Studio album by Ethnic Heritage Ensemble
- Released: 1998
- Recorded: February 16 & 17, 1998
- Studio: Spirit Room, Rossie, New York
- Genre: Jazz
- Length: 70:24
- Label: CIMP
- Producer: Robert D. Rusch

Kahil El'Zabar chronology
| Return of the Lost Tribe (1998) | Papa's Bounce (1998) | Conversations (1999) |

= Papa's Bounce =

Papa's Bounce is an album by Ethnic Heritage Ensemble, a jazz band formed by percussionist Kahil El'Zabar, who is joined by trombonist Joseph Bowie, saxophonist Ernest Dawkins and percussionist 'Atu' Harold Murray.
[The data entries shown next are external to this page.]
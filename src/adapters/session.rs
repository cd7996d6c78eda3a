use crate::domain::model::User;
use std::sync::{Arc, RwLock};

#[derive(Debug, Clone)]
struct AuthState {
    token: String,
    user: User,
}

/// 登入狀態；複製後共用同一份狀態，由呼叫端注入到 `ApiClient`
#[derive(Debug, Clone, Default)]
pub struct Session {
    inner: Arc<RwLock<Option<AuthState>>>,
}

impl Session {
    pub fn new() -> Self {
        Self::default()
    }

    /// 以既有 token 建立已登入的 session
    pub fn signed_in(token: impl Into<String>, user: User) -> Self {
        let session = Self::new();
        session.establish(token, user);
        session
    }

    pub fn establish(&self, token: impl Into<String>, user: User) {
        let state = AuthState {
            token: token.into(),
            user,
        };
        match self.inner.write() {
            Ok(mut guard) => *guard = Some(state),
            Err(poisoned) => *poisoned.into_inner() = Some(state),
        }
    }

    pub fn clear(&self) {
        match self.inner.write() {
            Ok(mut guard) => *guard = None,
            Err(poisoned) => *poisoned.into_inner() = None,
        }
    }

    pub fn token(&self) -> Option<String> {
        self.read(|state| state.token.clone())
    }

    pub fn user(&self) -> Option<User> {
        self.read(|state| state.user.clone())
    }

    pub fn is_authenticated(&self) -> bool {
        self.read(|state| !state.token.is_empty() && !state.user.id.is_empty())
            .unwrap_or(false)
    }

    fn read<T>(&self, f: impl FnOnce(&AuthState) -> T) -> Option<T> {
        let guard = match self.inner.read() {
            Ok(guard) => guard,
            Err(poisoned) => poisoned.into_inner(),
        };
        guard.as_ref().map(f)
    }
}

#[cfg(test)]
mod tests {
    use super::*;

    fn user() -> User {
        User {
            id: "u1".to_string(),
            name: "Asha".to_string(),
            email: "asha@shop.example".to_string(),
            avatar: String::new(),
        }
    }

    #[test]
    fn test_new_session_is_signed_out() {
        let session = Session::new();
        assert!(!session.is_authenticated());
        assert!(session.token().is_none());
        assert!(session.user().is_none());
    }

    #[test]
    fn test_lifecycle_is_shared_between_clones() {
        let session = Session::new();
        let handle = session.clone();

        session.establish("tok-1", user());
        assert!(handle.is_authenticated());
        assert_eq!(handle.token().as_deref(), Some("tok-1"));

        handle.clear();
        assert!(!session.is_authenticated());
    }

    #[test]
    fn test_empty_token_is_not_authenticated() {
        let session = Session::signed_in("", user());
        assert!(!session.is_authenticated());
    }
}
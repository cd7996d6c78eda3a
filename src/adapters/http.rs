//! HTTP client for the shop administration REST API.
//!
//! Every request carries the bearer token of the injected [`Session`]. A 401
//! from the API clears that session before the error is returned.

use crate::adapters::session::Session;
use crate::domain::model::{
    ApiResponse, Product, ProductPayload, Shop, ShopPayload, SigninData, User,
};
use crate::utils::error::{AdminError, Result};
use reqwest::header::{HeaderMap, HeaderValue, CONTENT_TYPE};
use reqwest::{Client, Method, RequestBuilder, StatusCode};
use serde::de::DeserializeOwned;
use serde::Serialize;
use std::time::Duration;

#[derive(Debug, Clone)]
pub struct ApiClient {
    client: Client,
    base_url: String,
    session: Session,
}

impl ApiClient {
    pub fn new(base_url: &str, session: Session, timeout: Duration) -> Result<Self> {
        let mut headers = HeaderMap::new();
        headers.insert(CONTENT_TYPE, HeaderValue::from_static("application/json"));

        let client = Client::builder()
            .default_headers(headers)
            .timeout(timeout)
            .build()?;

        Ok(Self {
            client,
            base_url: base_url.trim_end_matches('/').to_string(),
            session,
        })
    }

    pub fn base_url(&self) -> &str {
        &self.base_url
    }

    pub fn session(&self) -> &Session {
        &self.session
    }

    // --- Auth ---

    pub async fn signin(&self, email: &str, password: &str) -> Result<User> {
        let body = serde_json::json!({ "email": email, "password": password });
        let data: SigninData = self.send(Method::POST, "/auth/signin", Some(&body)).await?;

        tracing::info!("Signed in as {}", data.user.email);
        self.session.establish(data.token, data.user.clone());
        Ok(data.user)
    }

    pub fn signout(&self) {
        self.session.clear();
        tracing::info!("Signed out");
    }

    // --- Shops ---

    pub async fn list_shops(&self) -> Result<Vec<Shop>> {
        self.send::<_, Vec<Shop>>(Method::GET, "/shop/", None::<&()>)
            .await
    }

    pub async fn create_shop(&self, shop: &ShopPayload) -> Result<Shop> {
        self.send(Method::POST, "/shop/create", Some(shop)).await
    }

    /// 後端不一定回傳更新後的資料
    pub async fn update_shop(&self, shop: &ShopPayload) -> Result<Option<Shop>> {
        self.send_optional(Method::PUT, "/shop/", Some(shop)).await
    }

    pub async fn delete_shop(&self, id: &str) -> Result<()> {
        self.send_unit(Method::DELETE, &format!("/shop/delete/{}", id))
            .await
    }

    // --- Products ---

    pub async fn list_products(&self, shop_id: &str) -> Result<Vec<Product>> {
        let products: Option<Vec<Product>> = self
            .send_optional(Method::GET, &format!("/product/{}", shop_id), None::<&()>)
            .await?;
        Ok(products.unwrap_or_default())
    }

    pub async fn create_product(&self, product: &ProductPayload) -> Result<Product> {
        self.send(Method::POST, "/product/create", Some(product)).await
    }

    pub async fn update_product(&self, product: &ProductPayload) -> Result<Option<Product>> {
        self.send_optional(Method::PUT, "/product/update", Some(product))
            .await
    }

    pub async fn delete_product(&self, id: &str) -> Result<()> {
        self.send_unit(Method::DELETE, &format!("/product/delete/{}", id))
            .await
    }

    // --- Internal helpers ---

    fn request(&self, method: Method, path: &str) -> RequestBuilder {
        let url = format!("{}{}", self.base_url, path);
        let builder = self.client.request(method, url);
        match self.session.token() {
            Some(token) => builder.bearer_auth(token),
            None => builder,
        }
    }

    async fn send<B: Serialize + ?Sized, T: DeserializeOwned>(
        &self,
        method: Method,
        path: &str,
        body: Option<&B>,
    ) -> Result<T> {
        self.send_optional(method, path, body)
            .await?
            .ok_or_else(|| AdminError::ProcessingError {
                message: format!("API response for {} carried no data", path),
            })
    }

    async fn send_unit(&self, method: Method, path: &str) -> Result<()> {
        self.send_optional::<(), serde_json::Value>(method, path, None)
            .await?;
        Ok(())
    }

    async fn send_optional<B: Serialize + ?Sized, T: DeserializeOwned>(
        &self,
        method: Method,
        path: &str,
        body: Option<&B>,
    ) -> Result<Option<T>> {
        tracing::debug!("{} {}", method, path);

        let mut builder = self.request(method, path);
        if let Some(body) = body {
            builder = builder.json(body);
        }
        let response = builder.send().await?;
        let status = response.status();
        tracing::debug!("API response status: {}", status);

        if status == StatusCode::UNAUTHORIZED {
            tracing::warn!("API rejected the session token, clearing session");
            self.session.clear();
            return Err(AdminError::Unauthorized);
        }

        let text = response.text().await?;
        let envelope: Option<ApiResponse<T>> = serde_json::from_str(&text).ok();

        match envelope {
            Some(envelope) if status.is_success() && envelope.success => Ok(envelope.data),
            Some(envelope) => Err(AdminError::ApiError {
                status: status.as_u16(),
                message: envelope
                    .message
                    .unwrap_or_else(|| "request was not successful".to_string()),
            }),
            None if status.is_success() => Err(AdminError::ProcessingError {
                message: format!("unexpected response body from {}", path),
            }),
            None => Err(AdminError::ApiError {
                status: status.as_u16(),
                message: text,
            }),
        }
    }
}
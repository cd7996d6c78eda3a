use crate::domain::model::{Product, ProductPayload, Shop, ShopPayload};
use crate::utils::error::Result;
use crate::utils::validation::{
    validate_datetime, validate_email, validate_exact_length, validate_min_length,
    validate_non_empty_string, validate_url, Validate,
};
use serde::{Deserialize, Serialize};

#[derive(Debug, Clone, Default, Serialize, Deserialize)]
#[serde(rename_all = "camelCase")]
pub struct ShopFormData {
    pub name: String,
    pub description: String,
    pub logo: String,
    pub contact_number: String,
    #[serde(default)]
    pub contact_number2: Option<String>,
    pub contact_email: String,
    #[serde(default)]
    pub postal_code: Option<String>,
    #[serde(default)]
    pub block_name: Option<String>,
    #[serde(default)]
    pub district: Option<String>,
}

impl ShopFormData {
    pub fn from_shop(shop: &Shop) -> Self {
        Self {
            name: shop.name.clone(),
            description: shop.description.clone(),
            logo: shop.logo.clone(),
            contact_number: shop.contact_number.clone(),
            contact_number2: shop.contact_number2.clone(),
            contact_email: shop.contact_email.clone(),
            postal_code: shop.postal_code.clone(),
            block_name: shop.block_name.clone(),
            district: shop.district.clone(),
        }
    }

    pub fn into_payload(self, id: Option<String>, user_id: Option<String>) -> ShopPayload {
        ShopPayload {
            id,
            user_id,
            name: self.name,
            description: self.description,
            logo: self.logo,
            contact_number: self.contact_number,
            contact_number2: non_blank(self.contact_number2),
            contact_email: self.contact_email,
            postal_code: non_blank(self.postal_code),
            block_name: non_blank(self.block_name),
            district: non_blank(self.district),
        }
    }
}

impl Validate for ShopFormData {
    fn validate(&self) -> Result<()> {
        validate_min_length("name", &self.name, 4)?;
        validate_min_length("description", &self.description, 10)?;
        validate_url("logo", &self.logo)?;
        validate_exact_length("contactNumber", &self.contact_number, 10)?;
        validate_email("contactEmail", &self.contact_email)?;
        Ok(())
    }
}

#[derive(Debug, Clone, Default, Serialize, Deserialize)]
#[serde(rename_all = "camelCase")]
pub struct ProductFormData {
    pub name: String,
    pub description: String,
    pub price: String,
    pub image: String,
    pub expiry_date: String,
    #[serde(default)]
    pub verification_id: Option<String>,
}

impl ProductFormData {
    pub fn from_product(product: &Product) -> Self {
        Self {
            name: product.name.clone(),
            description: product.description.clone(),
            price: product.price.clone(),
            image: product.image.clone(),
            expiry_date: product.expiry_date.clone(),
            verification_id: product.verification_id.clone(),
        }
    }

    pub fn into_payload(self, id: Option<String>, shop_id: &str) -> ProductPayload {
        ProductPayload {
            id,
            name: self.name,
            description: self.description,
            price: self.price,
            image: self.image,
            expiry_date: self.expiry_date,
            shop_id: shop_id.to_string(),
            qr_code: None,
            verification_id: non_blank(self.verification_id),
        }
    }
}

impl Validate for ProductFormData {
    fn validate(&self) -> Result<()> {
        validate_non_empty_string("name", &self.name)?;
        validate_min_length("name", &self.name, 5)?;
        validate_non_empty_string("description", &self.description)?;
        validate_non_empty_string("price", &self.price)?;
        validate_url("image", &self.image)?;
        validate_datetime("expiryDate", &self.expiry_date)?;
        Ok(())
    }
}

fn non_blank(value: Option<String>) -> Option<String> {
    value.filter(|v| !v.trim().is_empty())
}
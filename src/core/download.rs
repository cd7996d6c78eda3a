use crate::domain::model::QrImage;
use crate::domain::ports::Storage;

pub const DEFAULT_QR_FILENAME: &str = "qr-code.png";

/// `<商品名稱>-qr-code.png`，名稱中的路徑字元會被替換
pub fn qr_filename(product_name: &str) -> String {
    let name: String = product_name
        .trim()
        .chars()
        .map(|c| match c {
            '/' | '\\' | ':' | '\0' => '_',
            c => c,
        })
        .collect();

    if name.is_empty() || name.chars().all(|c| c == '.') {
        DEFAULT_QR_FILENAME.to_string()
    } else {
        format!("{}-{}", name, DEFAULT_QR_FILENAME)
    }
}

/// 盡力寫出 PNG；失敗只記錄警告
pub async fn download<S: Storage>(storage: &S, image: &QrImage, filename: &str) {
    let filename = if filename.trim().is_empty() {
        DEFAULT_QR_FILENAME
    } else {
        filename
    };

    match storage.write_file(filename, image.as_png()).await {
        Ok(()) => tracing::info!("📁 Saved QR code to {} ({} bytes)", filename, image.as_png().len()),
        Err(e) => tracing::warn!("Could not save QR code to {}: {}", filename, e),
    }
}
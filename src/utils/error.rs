use thiserror::Error;

#[derive(Error, Debug)]
pub enum AdminError {
    #[error("QR encoding failed: {message}")]
    EncodingError { message: String },

    #[error("QR rendering failed: {message}")]
    RenderError { message: String },

    #[error("API request failed: {0}")]
    RequestError(#[from] reqwest::Error),

    #[error("API error ({status}): {message}")]
    ApiError { status: u16, message: String },

    #[error("Unauthorized: session is no longer valid")]
    Unauthorized,

    #[error("{resource} not found: {id}")]
    NotFound { resource: String, id: String },

    #[error("IO error: {0}")]
    IoError(#[from] std::io::Error),

    #[error("Serialization error: {0}")]
    SerializationError(#[from] serde_json::Error),

    #[error("Configuration error in '{field}': {message}")]
    ConfigValidationError { field: String, message: String },

    #[error("Invalid value for '{field}' ({value}): {reason}")]
    InvalidValueError {
        field: String,
        value: String,
        reason: String,
    },

    #[error("Missing required field: {field}")]
    MissingFieldError { field: String },

    #[error("Data processing error: {message}")]
    ProcessingError { message: String },
}

#[derive(Debug, Clone, Copy, PartialEq, Eq)]
pub enum ErrorCategory {
    Qr,
    Network,
    Auth,
    Data,
    Configuration,
    System,
}

#[derive(Debug, Clone, Copy, PartialEq, Eq, PartialOrd, Ord)]
pub enum ErrorSeverity {
    Low,
    Medium,
    High,
    Critical,
}

impl AdminError {
    pub fn category(&self) -> ErrorCategory {
        match self {
            AdminError::EncodingError { .. } | AdminError::RenderError { .. } => ErrorCategory::Qr,
            AdminError::RequestError(_) | AdminError::ApiError { .. } => ErrorCategory::Network,
            AdminError::Unauthorized => ErrorCategory::Auth,
            AdminError::NotFound { .. }
            | AdminError::InvalidValueError { .. }
            | AdminError::MissingFieldError { .. }
            | AdminError::SerializationError(_)
            | AdminError::ProcessingError { .. } => ErrorCategory::Data,
            AdminError::ConfigValidationError { .. } => ErrorCategory::Configuration,
            AdminError::IoError(_) => ErrorCategory::System,
        }
    }

    pub fn severity(&self) -> ErrorSeverity {
        match self {
            AdminError::NotFound { .. } => ErrorSeverity::Low,
            AdminError::RequestError(_) | AdminError::ApiError { .. } => ErrorSeverity::Medium,
            AdminError::EncodingError { .. }
            | AdminError::Unauthorized
            | AdminError::InvalidValueError { .. }
            | AdminError::MissingFieldError { .. }
            | AdminError::SerializationError(_)
            | AdminError::ProcessingError { .. }
            | AdminError::ConfigValidationError { .. } => ErrorSeverity::High,
            AdminError::RenderError { .. } | AdminError::IoError(_) => ErrorSeverity::Critical,
        }
    }

    pub fn user_friendly_message(&self) -> String {
        match self {
            AdminError::EncodingError { .. } => {
                "The QR code could not be generated for this text".to_string()
            }
            AdminError::RenderError { .. } => "The QR code image could not be drawn".to_string(),
            AdminError::RequestError(_) => "Could not reach the shop API".to_string(),
            AdminError::ApiError { message, .. } => format!("The shop API rejected the request: {}", message),
            AdminError::Unauthorized => "You are signed out, please sign in again".to_string(),
            AdminError::NotFound { resource, id } => format!("{} '{}' does not exist", resource, id),
            AdminError::InvalidValueError { field, reason, .. } => format!("{}: {}", field, reason),
            AdminError::MissingFieldError { field } => format!("{} is required", field),
            AdminError::ConfigValidationError { field, .. } => {
                format!("Configuration problem in '{}'", field)
            }
            other => other.to_string(),
        }
    }

    pub fn recovery_suggestion(&self) -> &'static str {
        match self.category() {
            ErrorCategory::Qr => match self {
                AdminError::EncodingError { .. } => {
                    "Use a non-empty, shorter verification URL"
                }
                _ => "Choose a size between the symbol width and qr.max_size",
            },
            ErrorCategory::Network => "Check api.base_url and your network connection, then retry",
            ErrorCategory::Auth => "Check api.email / api.password and sign in again",
            ErrorCategory::Data => "Fix the highlighted field and submit again",
            ErrorCategory::Configuration => "Review the TOML configuration file",
            ErrorCategory::System => "Check file permissions and free disk space",
        }
    }
}

pub type Result<T> = std::result::Result<T, AdminError>;

/// 疊加圖片載入失敗；合成器內部處理，不會回傳給呼叫端
#[derive(Error, Debug)]
pub enum OverlayLoadError {
    #[error("overlay source is empty")]
    EmptySource,

    #[error("failed to fetch overlay: {0}")]
    Fetch(#[from] reqwest::Error),

    #[error("overlay server responded with HTTP {0}")]
    Status(u16),

    #[error("overlay source is not an http(s) or data URL: {0}")]
    UnsupportedSource(String),

    #[error("failed to read overlay file: {0}")]
    Io(#[from] std::io::Error),

    #[error("malformed data URL: {0}")]
    DataUrl(String),

    #[error("failed to decode overlay image: {0}")]
    Decode(#[from] image::ImageError),
}
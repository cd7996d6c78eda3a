use crate::config::toml_config::AppConfig;
use clap::{Args, Parser, Subcommand};

#[derive(Debug, Clone, Parser)]
#[command(name = "shop-qr")]
#[command(about = "Manage shops and products, and generate product verification QR codes")]
pub struct CliConfig {
    /// Path to TOML configuration file
    #[arg(short, long, default_value = "shop-qr.toml")]
    pub config: String,

    /// Override api.base_url from the config file
    #[arg(long)]
    pub api_url: Option<String>,

    /// Override output.directory from the config file
    #[arg(long)]
    pub output_dir: Option<String>,

    #[arg(short, long, help = "Enable verbose output")]
    pub verbose: bool,

    #[command(subcommand)]
    pub command: Command,
}

#[derive(Debug, Clone, Subcommand)]
pub enum Command {
    /// Generate a QR code PNG for any payload
    Generate(GenerateArgs),

    /// Shop records
    Shops {
        #[command(subcommand)]
        command: ShopCommand,
    },

    /// Product listings of one shop
    Products {
        #[command(subcommand)]
        command: ProductCommand,
    },
}

#[derive(Debug, Clone, Args)]
pub struct GenerateArgs {
    /// Text to encode, usually a verification URL
    pub payload: String,

    /// Image URL or path drawn in the center of the code
    #[arg(long)]
    pub image: Option<String>,

    #[arg(long)]
    pub size: Option<u32>,

    /// Foreground colour, e.g. #000000
    #[arg(long)]
    pub dark: Option<String>,

    /// Background colour, e.g. #FFFFFF
    #[arg(long)]
    pub light: Option<String>,

    /// File name inside the output directory
    #[arg(short, long, default_value = "qr-code.png")]
    pub output: String,
}

#[derive(Debug, Clone, Subcommand)]
pub enum ShopCommand {
    List,
    Delete { id: String },
}

#[derive(Debug, Clone, Subcommand)]
pub enum ProductCommand {
    /// List products, generating QR codes for those still missing one
    List { shop_id: String },
    /// Regenerate and store the QR code of one product
    Qr { shop_id: String, product_id: String },
    /// Save every stored product QR code as PNG files
    Export { shop_id: String },
    Delete { id: String },
}

impl CliConfig {
    /// 命令列參數優先於設定檔
    pub fn apply_overrides(&self, config: &mut AppConfig) {
        if let Some(api_url) = &self.api_url {
            config.api.base_url = api_url.clone();
        }
        if let Some(output_dir) = &self.output_dir {
            config.output.directory = output_dir.clone();
        }
        if let Command::Generate(args) = &self.command {
            if let Some(size) = args.size {
                config.qr.size = size;
            }
            if let Some(dark) = &args.dark {
                config.qr.dark = dark.clone();
            }
            if let Some(light) = &args.light {
                config.qr.light = light.clone();
            }
        }
    }
}

#[cfg(test)]
mod tests {
    use super::*;

    #[test]
    fn test_generate_overrides_qr_settings() {
        let cli = CliConfig::parse_from([
            "shop-qr",
            "--api-url",
            "https://api.shop.example",
            "generate",
            "https://verify.example.com/abc123",
            "--size",
            "320",
            "--dark",
            "#222222",
        ]);
        let mut config = AppConfig::default();
        cli.apply_overrides(&mut config);

        assert_eq!(config.api.base_url, "https://api.shop.example");
        assert_eq!(config.qr.size, 320);
        assert_eq!(config.qr.dark, "#222222");
        assert_eq!(config.qr.light, "#FFFFFF");
    }

    #[test]
    fn test_parse_product_commands() {
        let cli = CliConfig::parse_from(["shop-qr", "products", "qr", "s1", "p9"]);
        match cli.command {
            Command::Products {
                command: ProductCommand::Qr { shop_id, product_id },
            } => {
                assert_eq!(shop_id, "s1");
                assert_eq!(product_id, "p9");
            }
            other => panic!("unexpected command: {:?}", other),
        }
    }
}
use serde::{Deserialize, Serialize};
use smallvec::SmallVec;

use crate::*;

#[derive(Copy, Clone, Debug, PartialEq, Eq, Serialize, Deserialize)]
pub enum GameStatus {
    Idle,
    Playing,
    Won,
    Lost,
}

impl GameStatus {
    pub const fn is_idle(self) -> bool {
        matches!(self, Self::Idle)
    }

    pub const fn is_playing(self) -> bool {
        matches!(self, Self::Playing)
    }

    pub const fn is_finished(self) -> bool {
        matches!(self, Self::Won | Self::Lost)
    }
}

impl Default for GameStatus {
    fn default() -> Self {
        Self::Idle
    }
}

/// Selection order. Bounded by [`MAX_TOTAL_CARDS`], so it stays inline.
type SelectionList = SmallVec<[CardId; MAX_TOTAL_CARDS as usize]>;

/// Transition command, applied one at a time through [`GameEngine::dispatch`].
#[derive(Copy, Clone, Debug, PartialEq, Serialize, Deserialize)]
pub enum Command {
    SetSettings(GameSettings),
    Start { seed: u64 },
    Select(CardId),
    Reset,
}

/// Derived end-of-game summary. `bomb_cards` lists every bomb in the deck,
/// revealed or not: full composition is exposed once the game ends.
#[derive(Clone, Debug, PartialEq, Eq, Serialize, Deserialize)]
pub struct GameResult {
    pub won: bool,
    pub selected_cards: Vec<CardId>,
    pub bomb_cards: Vec<CardId>,
    pub total_moves: u32,
}

/// Owns the authoritative game state and applies transitions.
///
/// Every transition is total: illegal selections are no-ops, never errors.
/// The engine performs no settings validation; callers validate at the input
/// boundary before handing settings over. One writer at a time; observers
/// read through the accessors or clone a snapshot between commands.
#[derive(Clone, Debug, PartialEq, Serialize, Deserialize)]
pub struct GameEngine {
    settings: GameSettings,
    deck: Deck,
    selected: SelectionList,
    remaining_safe: CardCount,
    status: GameStatus,
    triggered_bomb: Option<CardId>,
}

impl GameEngine {
    pub fn new(settings: GameSettings) -> Self {
        Self {
            settings,
            deck: Deck::default(),
            selected: SelectionList::new(),
            remaining_safe: settings.safe_count(),
            status: GameStatus::Idle,
            triggered_bomb: None,
        }
    }

    pub const fn status(&self) -> GameStatus {
        self.status
    }

    pub const fn settings(&self) -> GameSettings {
        self.settings
    }

    pub const fn deck(&self) -> &Deck {
        &self.deck
    }

    pub fn card(&self, id: CardId) -> Option<&Card> {
        self.deck.get(id)
    }

    /// Ids of revealed cards in selection order.
    pub fn selected_cards(&self) -> &[CardId] {
        &self.selected
    }

    pub const fn remaining_safe_cards(&self) -> CardCount {
        self.remaining_safe
    }

    /// The bomb that ended a lost game.
    pub const fn triggered_bomb(&self) -> Option<CardId> {
        self.triggered_bomb
    }

    pub fn is_playing(&self) -> bool {
        self.status.is_playing()
    }

    pub fn is_finished(&self) -> bool {
        self.status.is_finished()
    }

    pub fn dispatch(&mut self, command: Command) {
        match command {
            Command::SetSettings(settings) => self.set_settings(settings),
            Command::Start { seed } => self.start(RandomDeckGenerator::new(seed)),
            Command::Select(id) => {
                self.select_card(id);
            }
            Command::Reset => self.reset(),
        }
    }

    /// Installs settings and recomputes the safe-card preview. Legal in any
    /// state; the active deck, if any, is untouched until the next start.
    pub fn set_settings(&mut self, settings: GameSettings) {
        self.settings = settings;
        self.remaining_safe = settings.safe_count();
    }

    /// (Re)starts a game from the current settings with a freshly shuffled
    /// deck. Legal in any state.
    pub fn start(&mut self, generator: impl DeckGenerator) {
        self.deck = generator.generate(self.settings);
        self.selected.clear();
        self.remaining_safe = self.settings.safe_count();
        self.status = GameStatus::Playing;
        self.triggered_bomb = None;
        log::debug!(
            "game started, {} cards with {} bombs",
            self.deck.len(),
            self.settings.bomb_count
        );
    }

    /// Reveals one card. No-op outside `Playing`, for unknown ids, and for
    /// already revealed cards.
    pub fn select_card(&mut self, id: CardId) -> SelectOutcome {
        use SelectOutcome::*;

        if !self.status.is_playing() {
            log::debug!("select ignored, game is not in progress: {:?}", self.status);
            return NoChange;
        }

        let Some(card) = self.deck.get(id).copied() else {
            log::debug!("select ignored, no card with id {id}");
            return NoChange;
        };

        if card.is_revealed() {
            log::debug!("select ignored, card {id} is already revealed");
            return NoChange;
        }

        self.deck.reveal(id);
        self.selected.push(id);

        if card.is_bomb() {
            self.triggered_bomb = Some(id);
            self.status = GameStatus::Lost;
            log::debug!("bomb {id} revealed, lost after {} moves", self.selected.len());
            Bomb
        } else {
            self.remaining_safe = self.remaining_safe.saturating_sub(1);
            if self.remaining_safe == 0 {
                self.status = GameStatus::Won;
                log::debug!("all safe cards found, won in {} moves", self.selected.len());
                Won
            } else {
                log::debug!("card {id} revealed, {} safe cards left", self.remaining_safe);
                Safe
            }
        }
    }

    /// Back to the idle shape, keeping the last-installed settings so a new
    /// game can start without resupplying them.
    pub fn reset(&mut self) {
        self.deck.clear();
        self.selected.clear();
        self.remaining_safe = 0;
        self.status = GameStatus::Idle;
        self.triggered_bomb = None;
        log::debug!("game reset");
    }

    /// Derived result, present only once the game is over.
    pub fn result(&self) -> Option<GameResult> {
        if !self.status.is_finished() {
            return None;
        }

        Some(GameResult {
            won: matches!(self.status, GameStatus::Won),
            selected_cards: self.selected.to_vec(),
            bomb_cards: self.deck.bomb_ids().collect(),
            total_moves: self.selected.len() as u32,
        })
    }
}

impl Default for GameEngine {
    fn default() -> Self {
        let mut engine = Self::new(GameSettings::default());
        engine.remaining_safe = 0;
        engine
    }
}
It was recorded in 1998 and released on CIMP.

==Reception==

In his review for AllMusic, Steve Loewy notes: "Much of the album is surprisingly low volume, immersed in delightfully tranquil sounds. The group never forgets its mission, though, and even when playing in low gear, the creative sparks fly."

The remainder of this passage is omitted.